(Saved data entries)
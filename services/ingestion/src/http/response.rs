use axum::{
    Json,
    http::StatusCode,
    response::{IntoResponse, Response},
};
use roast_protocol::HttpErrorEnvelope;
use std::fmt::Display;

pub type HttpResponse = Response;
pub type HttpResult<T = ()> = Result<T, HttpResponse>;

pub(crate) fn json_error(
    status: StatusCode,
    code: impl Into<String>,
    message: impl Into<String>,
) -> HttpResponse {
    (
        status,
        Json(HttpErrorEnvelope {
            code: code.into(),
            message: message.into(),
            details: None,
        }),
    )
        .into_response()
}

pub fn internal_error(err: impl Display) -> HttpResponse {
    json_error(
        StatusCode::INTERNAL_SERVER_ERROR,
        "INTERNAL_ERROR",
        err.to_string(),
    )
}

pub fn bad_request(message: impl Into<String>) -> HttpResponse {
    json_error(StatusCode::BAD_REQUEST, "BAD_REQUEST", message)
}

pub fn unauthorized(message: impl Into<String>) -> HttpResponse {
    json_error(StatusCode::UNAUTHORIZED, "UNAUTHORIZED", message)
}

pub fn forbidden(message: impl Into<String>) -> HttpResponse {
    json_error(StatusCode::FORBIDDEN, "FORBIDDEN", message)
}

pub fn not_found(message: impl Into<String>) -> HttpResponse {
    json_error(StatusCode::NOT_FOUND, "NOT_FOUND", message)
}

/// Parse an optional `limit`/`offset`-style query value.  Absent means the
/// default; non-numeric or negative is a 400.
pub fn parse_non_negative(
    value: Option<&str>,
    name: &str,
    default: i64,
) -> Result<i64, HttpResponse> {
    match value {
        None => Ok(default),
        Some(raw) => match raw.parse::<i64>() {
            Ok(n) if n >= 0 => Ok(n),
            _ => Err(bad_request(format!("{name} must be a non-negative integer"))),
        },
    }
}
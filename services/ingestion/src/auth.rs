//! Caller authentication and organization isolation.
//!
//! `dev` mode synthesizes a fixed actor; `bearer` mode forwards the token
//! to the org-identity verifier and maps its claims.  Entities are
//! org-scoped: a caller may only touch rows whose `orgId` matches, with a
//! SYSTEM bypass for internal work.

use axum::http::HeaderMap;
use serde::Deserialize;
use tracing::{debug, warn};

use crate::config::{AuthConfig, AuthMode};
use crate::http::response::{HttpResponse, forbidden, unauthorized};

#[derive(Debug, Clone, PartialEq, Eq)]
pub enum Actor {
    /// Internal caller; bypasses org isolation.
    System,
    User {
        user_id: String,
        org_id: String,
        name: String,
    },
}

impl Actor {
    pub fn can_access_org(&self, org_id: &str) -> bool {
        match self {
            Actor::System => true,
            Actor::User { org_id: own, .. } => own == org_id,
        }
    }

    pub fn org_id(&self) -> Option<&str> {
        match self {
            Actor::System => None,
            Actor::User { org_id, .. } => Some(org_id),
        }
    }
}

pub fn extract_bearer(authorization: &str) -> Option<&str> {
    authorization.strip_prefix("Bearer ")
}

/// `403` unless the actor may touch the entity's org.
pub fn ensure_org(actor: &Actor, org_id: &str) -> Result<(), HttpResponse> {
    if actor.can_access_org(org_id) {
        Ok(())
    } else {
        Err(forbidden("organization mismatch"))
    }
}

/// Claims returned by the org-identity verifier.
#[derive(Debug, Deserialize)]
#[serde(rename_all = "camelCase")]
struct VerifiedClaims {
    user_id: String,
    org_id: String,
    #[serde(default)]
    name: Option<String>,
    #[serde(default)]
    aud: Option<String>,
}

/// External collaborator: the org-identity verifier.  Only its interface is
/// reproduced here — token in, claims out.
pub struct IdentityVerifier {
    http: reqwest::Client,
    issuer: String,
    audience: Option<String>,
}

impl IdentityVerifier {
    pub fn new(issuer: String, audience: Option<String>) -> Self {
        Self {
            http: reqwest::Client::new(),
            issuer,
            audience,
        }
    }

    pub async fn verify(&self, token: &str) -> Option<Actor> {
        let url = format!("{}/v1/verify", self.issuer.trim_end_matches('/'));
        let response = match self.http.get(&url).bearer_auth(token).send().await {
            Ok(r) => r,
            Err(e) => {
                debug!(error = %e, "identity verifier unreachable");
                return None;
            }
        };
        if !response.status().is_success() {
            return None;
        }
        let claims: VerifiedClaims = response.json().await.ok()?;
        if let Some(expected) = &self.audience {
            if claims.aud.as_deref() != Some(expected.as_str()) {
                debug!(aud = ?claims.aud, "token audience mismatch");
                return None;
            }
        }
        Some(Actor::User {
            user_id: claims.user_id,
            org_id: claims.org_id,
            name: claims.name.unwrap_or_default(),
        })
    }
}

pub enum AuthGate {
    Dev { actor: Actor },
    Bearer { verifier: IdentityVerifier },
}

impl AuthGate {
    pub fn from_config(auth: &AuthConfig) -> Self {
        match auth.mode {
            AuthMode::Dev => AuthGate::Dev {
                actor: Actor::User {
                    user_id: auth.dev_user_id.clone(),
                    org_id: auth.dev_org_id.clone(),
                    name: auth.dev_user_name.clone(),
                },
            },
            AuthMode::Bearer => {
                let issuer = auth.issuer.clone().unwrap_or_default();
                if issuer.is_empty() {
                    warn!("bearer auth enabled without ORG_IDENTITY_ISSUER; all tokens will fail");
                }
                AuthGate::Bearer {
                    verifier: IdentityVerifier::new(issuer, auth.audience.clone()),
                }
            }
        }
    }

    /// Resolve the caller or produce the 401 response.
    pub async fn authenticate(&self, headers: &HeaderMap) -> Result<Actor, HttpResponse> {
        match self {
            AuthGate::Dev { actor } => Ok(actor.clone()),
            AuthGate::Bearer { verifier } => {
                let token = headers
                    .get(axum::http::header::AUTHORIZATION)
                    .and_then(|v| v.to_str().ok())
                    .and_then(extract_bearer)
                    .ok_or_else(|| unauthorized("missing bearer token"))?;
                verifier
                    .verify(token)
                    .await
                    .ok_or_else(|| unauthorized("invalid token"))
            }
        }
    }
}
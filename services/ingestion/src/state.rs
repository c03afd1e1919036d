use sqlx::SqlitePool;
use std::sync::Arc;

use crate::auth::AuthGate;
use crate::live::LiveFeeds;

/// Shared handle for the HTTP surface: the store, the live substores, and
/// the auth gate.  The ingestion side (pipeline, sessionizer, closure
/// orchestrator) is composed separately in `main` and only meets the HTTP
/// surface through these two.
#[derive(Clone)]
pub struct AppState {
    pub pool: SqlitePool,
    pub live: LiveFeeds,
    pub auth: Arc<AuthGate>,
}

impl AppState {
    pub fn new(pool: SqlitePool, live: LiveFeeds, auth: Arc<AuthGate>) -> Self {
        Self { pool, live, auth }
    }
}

→ What you will do:
The expected answer is every line in the data above that carries the string "headers".

→ Answer below:
    pub async fn authenticate(&self, headers: &HeaderMap) -> Result<Actor, HttpResponse> {
                let token = headers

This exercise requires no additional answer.